What is the difference when we ask for instruction with simple future and simple present. For instance:

Where do I pay?


Where shall I pay?

Both of these sentences ask for instruction. Are there something differences between them?

  • shall is first person future.
    – Maulik V
    Jul 5, 2014 at 8:43
  • @MaulikV There is a quote from the unit about shall/will: Questions with shall I/we are used (especially in British English) to ask for instruction [...] Jul 5, 2014 at 9:36
  • @MaulikV I don't understand the point of your comment. Jul 5, 2014 at 9:37
  • The text in body reads present perfect and present simple. I just confused with this!
    – Maulik V
    Jul 5, 2014 at 9:49
  • @MaulikV It was just a typo. I meant future simple, but typed present perfect. I'm sorry. Jul 5, 2014 at 16:53

5 Answers 5


They are basically equivalent. Of the two, I would more naturally say 'Where do I pay?', or even more naturally 'Where can I pay?' or 'Where should I pay?'.

If there is a difference in meaning: 'Where do I pay?' is present simple, which usually has the meaning of 'always' - the question means 'Where always is the place to pay?' (which is unidiomatic, but you get the idea. 'Where shall I pay?' is modal present simple, but is usually understood as future simple(-ish) - the question means 'Where in the near future is the place to pay?' (which may be the same place as anyone always/usually pays, or may be somewhere different on this occasion).


I hardly see any difference in meaning between the two sentences, but I've tried to figure out two situations where each would be more appropriate:

  1. It's my first visit to a store and I haven't noticed any cash desk. I ask someone:

    Where do I pay?

  2. There are several cash desks in front of me and I do not know which queue to join according to my means of payment, I could show my specific credit card and say:

    Where shall I pay?

As other possibilities we could consider:

  • can

    Where can I pay?

    which I feel could apply to both 1. and 2. above. It could also serve as asking for options, for example if I inquire about train tickets and I want to know where and when to get them:

    Where can I pay?

    The answer would be:

    Either at the station or on the train.

  • should
    which is more asking for advice. Following the preceding conversation:

    Where should I pay?

    which indicating I'm expecting to be advised on the best option:

    At the station, because on board the train you'd be charged with a supplement.

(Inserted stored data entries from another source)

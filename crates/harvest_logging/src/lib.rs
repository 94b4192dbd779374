#![deny(missing_docs)]
//! Shared logging utilities for the harvester workspace.
//!
//! This crate provides the `harvest_*` logging macros used across the codebase
//! and a minimal test initializer for the global logger.
//!
//! A harvest run is a single cooperative flow on one thread, so the page that
//! is currently being loaded is tracked in a thread-local and prefixed to each
//! message as `[page N]`.

use std::cell::Cell;

#[doc(hidden)]
pub use log as __log;

thread_local! {
    /// Thread-local storage for the listing page currently being processed.
    static CURRENT_PAGE: Cell<u32> = const { Cell::new(0) };
}

/// Sets the listing page index for the current thread.
/// The harvest loop calls this whenever a new page is loaded; 0 clears it.
pub fn set_current_page(page: u32) {
    CURRENT_PAGE.with(|v| v.set(page));
}

/// Retrieves the listing page index for the current thread.
/// Returns 0 if no page is being processed.
pub fn current_page() -> u32 {
    CURRENT_PAGE.with(|v| v.get())
}

#[doc(hidden)]
#[macro_export]
macro_rules! __harvest_log {
    ($level:expr, $($arg:tt)*) => {{
        let page = $crate::current_page();
        if page == 0 {
            $crate::__log::log!($level, $($arg)*);
        } else {
            $crate::__log::log!($level, "[page {}] {}", page, format_args!($($arg)*));
        }
    }};
}

/// Logs a trace-level message using the global logging facade.
#[macro_export]
macro_rules! harvest_trace {
    ($($arg:tt)*) => {{
        $crate::__harvest_log!($crate::__log::Level::Trace, $($arg)*);
    }};
}

/// Logs a debug-level message using the global logging facade.
#[macro_export]
macro_rules! harvest_debug {
    ($($arg:tt)*) => {{
        $crate::__harvest_log!($crate::__log::Level::Debug, $($arg)*);
    }};
}

/// Logs an info-level message using the global logging facade.
#[macro_export]
macro_rules! harvest_info {
    ($($arg:tt)*) => {{
        $crate::__harvest_log!($crate::__log::Level::Info, $($arg)*);
    }};
}

/// Logs a warn-level message using the global logging facade.
#[macro_export]
macro_rules! harvest_warn {
    ($($arg:tt)*) => {{
        $crate::__harvest_log!($crate::__log::Level::Warn, $($arg)*);
    }};
}

/// Logs an error-level message using the global logging facade.
#[macro_export]
macro_rules! harvest_error {
    ($($arg:tt)*) => {{
        $crate::__harvest_log!($crate::__log::Level::Error, $($arg)*);
    }};
}

/// Initializes a simple terminal logger for use in unit tests.
///
/// This safely no-ops if another logger has already been initialized.
pub fn initialize_for_tests() {
    use simplelog::{ColorChoice, CombinedLogger, Config, TermLogger, TerminalMode};

    // Use debug level in debug builds, info in release builds.
    let level = if cfg!(debug_assertions) {
        log::LevelFilter::Debug
    } else {
        log::LevelFilter::Info
    };

    // Ignore the error if a logger was already set by another test.
    let _ = CombinedLogger::init(vec![TermLogger::new(
        level,
        Config::default(),
        TerminalMode::Mixed,
        ColorChoice::Auto,
    )]);
}

#[cfg(test)]
mod tests {
    use super::*;

    #[test]
    fn current_page_is_per_thread() {
        set_current_page(4);
        assert_eq!(current_page(), 4);
        let other = std::thread::spawn(current_page).join().unwrap();
        assert_eq!(other, 0);
        set_current_page(0);
        assert_eq!(current_page(), 0);
    }

    #[test]
    fn macros_accept_format_arguments() {
        initialize_for_tests();
        set_current_page(2);
        harvest_info!("rows={} page_total={}", 3, 7);
        harvest_debug!("plain message");
        set_current_page(0);
        harvest_warn!("no page context {}", "here");
    }
}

By using shall you're talking about an inevitable situation. This is going to happen.

With do it's a factual form, so you might not actually carry out the task you're asking about.

Clearly in this context they are the same, but the difference in general is certain.

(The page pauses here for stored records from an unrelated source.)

use std::io::{BufRead, BufReader, Read, Write};
use std::net::TcpStream;
use std::sync::Arc;
use std::thread;
use std::time::Duration;

use polyserve::ftp::FtpServer;
use polyserve::reactor::EventLoop;
use polyserve::serverbase::ServerConfig;
use polyserve::taskthreads::ThreadedTaskDispatcher;
use polyserve::vfs::Filesystem;
use polyserve::vfs::memfs::{MemfsAccess, MemoryFilesystem};

struct TestFtp {
    port: u16,
    fs: Arc<MemoryFilesystem>,
}

fn start_server() -> TestFtp {
    let fs = MemoryFilesystem::new();
    fs.mkdirs("/test");
    fs.put("/test/existing.txt", b"root initial data");
    let fs_access = Arc::new(MemfsAccess::new(Arc::clone(&fs)).with_user("foo", "bar"));

    let dispatcher = Arc::new(ThreadedTaskDispatcher::new());
    dispatcher.set_thread_count(2);
    let mut event_loop = EventLoop::new().unwrap();
    let reactor = event_loop.reactor();
    let server = FtpServer::new(
        fs_access,
        ServerConfig::new("127.0.0.1", 0).dispatcher(dispatcher),
        reactor,
    )
    .unwrap();
    let port = server.base.port;
    thread::spawn(move || {
        event_loop.run().unwrap();
    });
    TestFtp { port, fs }
}

struct Session {
    reader: BufReader<TcpStream>,
    writer: TcpStream,
}

impl Session {
    fn connect(port: u16) -> Self {
        let stream = TcpStream::connect(("127.0.0.1", port)).expect("connect control");
        stream
            .set_read_timeout(Some(Duration::from_secs(5)))
            .unwrap();
        let writer = stream.try_clone().unwrap();
        let mut session = Session {
            reader: BufReader::new(stream),
            writer,
        };
        let banner = session.read_reply();
        assert!(banner.starts_with("220 "), "banner: {}", banner);
        session
    }

    fn login(port: u16) -> Self {
        let mut session = Session::connect(port);
        assert!(session.send("USER foo").starts_with("331"));
        assert!(session.send("PASS bar").starts_with("230"));
        session
    }

    fn send(&mut self, line: &str) -> String {
        self.writer
            .write_all(format!("{}\r\n", line).as_bytes())
            .unwrap();
        self.read_reply()
    }

    fn read_reply(&mut self) -> String {
        let mut line = String::new();
        self.reader.read_line(&mut line).expect("read reply");
        line.trim_end().to_string()
    }

    /// Issues PASV and opens a connection to the advertised port.
    fn open_passive(&mut self) -> TcpStream {
        let reply = self.send("PASV");
        assert!(reply.starts_with("227 "), "PASV reply: {}", reply);
        let inside = reply
            .split('(')
            .nth(1)
            .and_then(|s| s.split(')').next())
            .expect("address in PASV reply");
        let parts: Vec<u16> = inside.split(',').map(|p| p.parse().unwrap()).collect();
        assert_eq!(parts.len(), 6);
        let ip = format!("{}.{}.{}.{}", parts[0], parts[1], parts[2], parts[3]);
        let port = parts[4] * 256 + parts[5];
        let data = TcpStream::connect((ip.as_str(), port)).expect("connect data port");
        data.set_read_timeout(Some(Duration::from_secs(5))).unwrap();
        data
    }
}

#[test]
fn login_is_required_for_filesystem_commands() {
    let server = start_server();
    let mut session = Session::connect(server.port);
    assert!(session.send("LIST").starts_with("530"));
    assert!(session.send("NOOP").starts_with("200"));
    assert!(session.send("WHAT").starts_with("500"));
}

#[test]
fn bad_password_gets_530_and_a_close() {
    let server = start_server();
    let mut session = Session::connect(server.port);
    assert!(session.send("USER foo").starts_with("331"));
    let reply = session.send("PASS wrong");
    assert!(reply.starts_with("530"), "reply: {}", reply);
    // Server closes once the reply drains.
    let mut rest = String::new();
    let _ = self::read_to_string_best_effort(&mut session.reader, &mut rest);
    assert!(rest.is_empty(), "unexpected extra data: {}", rest);
}

fn read_to_string_best_effort(reader: &mut BufReader<TcpStream>, out: &mut String) -> usize {
    let mut buf = [0u8; 256];
    let mut total = 0;
    loop {
        match reader.get_mut().read(&mut buf) {
            Ok(0) => break,
            Ok(n) => {
                out.push_str(&String::from_utf8_lossy(&buf[..n]));
                total += n;
            }
            Err(_) => break,
        }
    }
    total
}

#[test]
fn stor_uploads_through_a_passive_connection() {
    let server = start_server();
    let mut session = Session::login(server.port);
    assert!(session.send("TYPE I").starts_with("200"));

    let mut data = session.open_passive();
    let reply = session.send("STOR /test/x");
    assert!(reply.starts_with("150 "), "STOR reply: {}", reply);

    data.write_all(b"Charity never faileth").unwrap();
    drop(data);

    let done = session.read_reply();
    assert_eq!(done, "226 Transfer successful.");
    assert_eq!(
        server.fs.contents("/test/x").unwrap(),
        b"Charity never faileth"
    );
}

#[test]
fn appe_appends_to_an_existing_file() {
    let server = start_server();
    let mut session = Session::login(server.port);

    let mut data = session.open_passive();
    assert!(session.send("APPE /test/existing.txt").starts_with("150"));
    data.write_all(b" plus more").unwrap();
    drop(data);
    assert!(session.read_reply().starts_with("226"));
    assert_eq!(
        server.fs.contents("/test/existing.txt").unwrap(),
        b"root initial data plus more"
    );
}

#[test]
fn retr_with_rest_delivers_from_the_offset() {
    let server = start_server();
    let mut session = Session::login(server.port);
    assert!(session.send("TYPE I").starts_with("200"));
    assert!(session.send("REST 1").starts_with("350"));

    let mut data = session.open_passive();
    let reply = session.send("RETR /test/existing.txt");
    assert!(reply.starts_with("150 "), "RETR reply: {}", reply);

    let mut body = Vec::new();
    data.read_to_end(&mut body).unwrap();
    assert_eq!(body, b"oot initial data");
    assert_eq!(session.read_reply(), "226 Transfer successful.");

    // The restart position is one-shot.
    let mut data = session.open_passive();
    assert!(session.send("RETR /test/existing.txt").starts_with("150"));
    let mut body = Vec::new();
    data.read_to_end(&mut body).unwrap();
    assert_eq!(body, b"root initial data");
    assert!(session.read_reply().starts_with("226"));
}

#[test]
fn rename_needs_a_source_first() {
    let server = start_server();
    let mut session = Session::login(server.port);

    assert!(session.send("RNFR /test/existing.txt").starts_with("350"));
    assert!(session.send("RNTO /test/b.txt").starts_with("250"));
    assert_eq!(server.fs.kind("/test/existing.txt"), None);
    assert!(server.fs.contents("/test/b.txt").is_some());

    // RNTO without a fresh RNFR is refused.
    let reply = session.send("RNTO /test/c.txt");
    assert!(reply.starts_with("560"), "reply: {}", reply);
}

#[test]
fn directory_listing_long_and_short() {
    let server = start_server();
    let mut session = Session::login(server.port);

    let mut data = session.open_passive();
    assert!(session.send("NLST /test").starts_with("150"));
    let mut listing = String::new();
    data.read_to_string(&mut listing).unwrap();
    assert!(session.read_reply().starts_with("226"));
    assert_eq!(listing, "existing.txt\r\n");

    let mut data = session.open_passive();
    assert!(session.send("LIST /test").starts_with("150"));
    let mut listing = String::new();
    data.read_to_string(&mut listing).unwrap();
    assert!(session.read_reply().starts_with("226"));
    assert!(listing.starts_with("-rw"), "listing: {}", listing);
    assert!(listing.contains("existing.txt"), "listing: {}", listing);
    assert!(listing.contains("root"), "listing: {}", listing);
}

#[test]
fn session_state_commands() {
    let server = start_server();
    let mut session = Session::login(server.port);

    assert_eq!(
        session.send("PWD"),
        "257 \"/\" is the current directory."
    );
    assert!(session.send("CWD /test").starts_with("250"));
    assert_eq!(
        session.send("PWD"),
        "257 \"/test\" is the current directory."
    );
    assert!(session.send("CDUP").starts_with("250"));
    assert_eq!(session.send("PWD"), "257 \"/\" is the current directory.");

    assert!(session.send("SYST").starts_with("215 UNIX"));
    assert!(session.send("STRU F").starts_with("200"));
    assert!(session.send("MODE S").starts_with("200"));
    assert!(session.send("MODE B").starts_with("502"));
    assert_eq!(session.send("SIZE /test/existing.txt"), "213 17 Bytes");
    assert!(session.send("MDTM /test/existing.txt").starts_with("213 "));

    assert!(session.send("MKD /test/sub").starts_with("257"));
    assert!(session.send("RMD /test/sub").starts_with("250"));
    assert!(session.send("DELE /test/existing.txt").starts_with("250"));
    assert!(session.send("CWD /missing").starts_with("550"));

    assert_eq!(session.send("QUIT"), "221 Goodbye.");
}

Where shall you work today?
Who shall you vote for? Future definite.

Where do you work?
Who do you like in the elections? General routine question.


I believe it's a dialectical difference. "Where do I pay" sounds more natural to me as an American, while "shall" sounds British to me.

I would not recognize a difference in meaning in most contexts.


"Where shall I pay?" ~ Unlike British English ~ In Australia where I come from, is a question a person asks of another, for advice, or of himself or herself when making up their mind as to what they will choose, like:

"Where shall I go on holiday?" , or in a restaurant,

"What shall I eat?"

Although a menu suggestion from a dining partner could be offered, it is not expected. More likely, the other will say nothing, taking the comment as a cue that the person wishes to stop talking and get down to the business of choosing something to eat.

If a person were to ask, "where shall I pay?" it might be greeted with a smile, because it would be taken as a joke - perhaps because there are so many cashiers to chose from. Or, because they're being facetious, (as if they have a choice).

So, when in a department store and wishing to pay for goods, an appropriate question can be:

"Where do I pay?" or "Where should I pay" or "Where can I pay?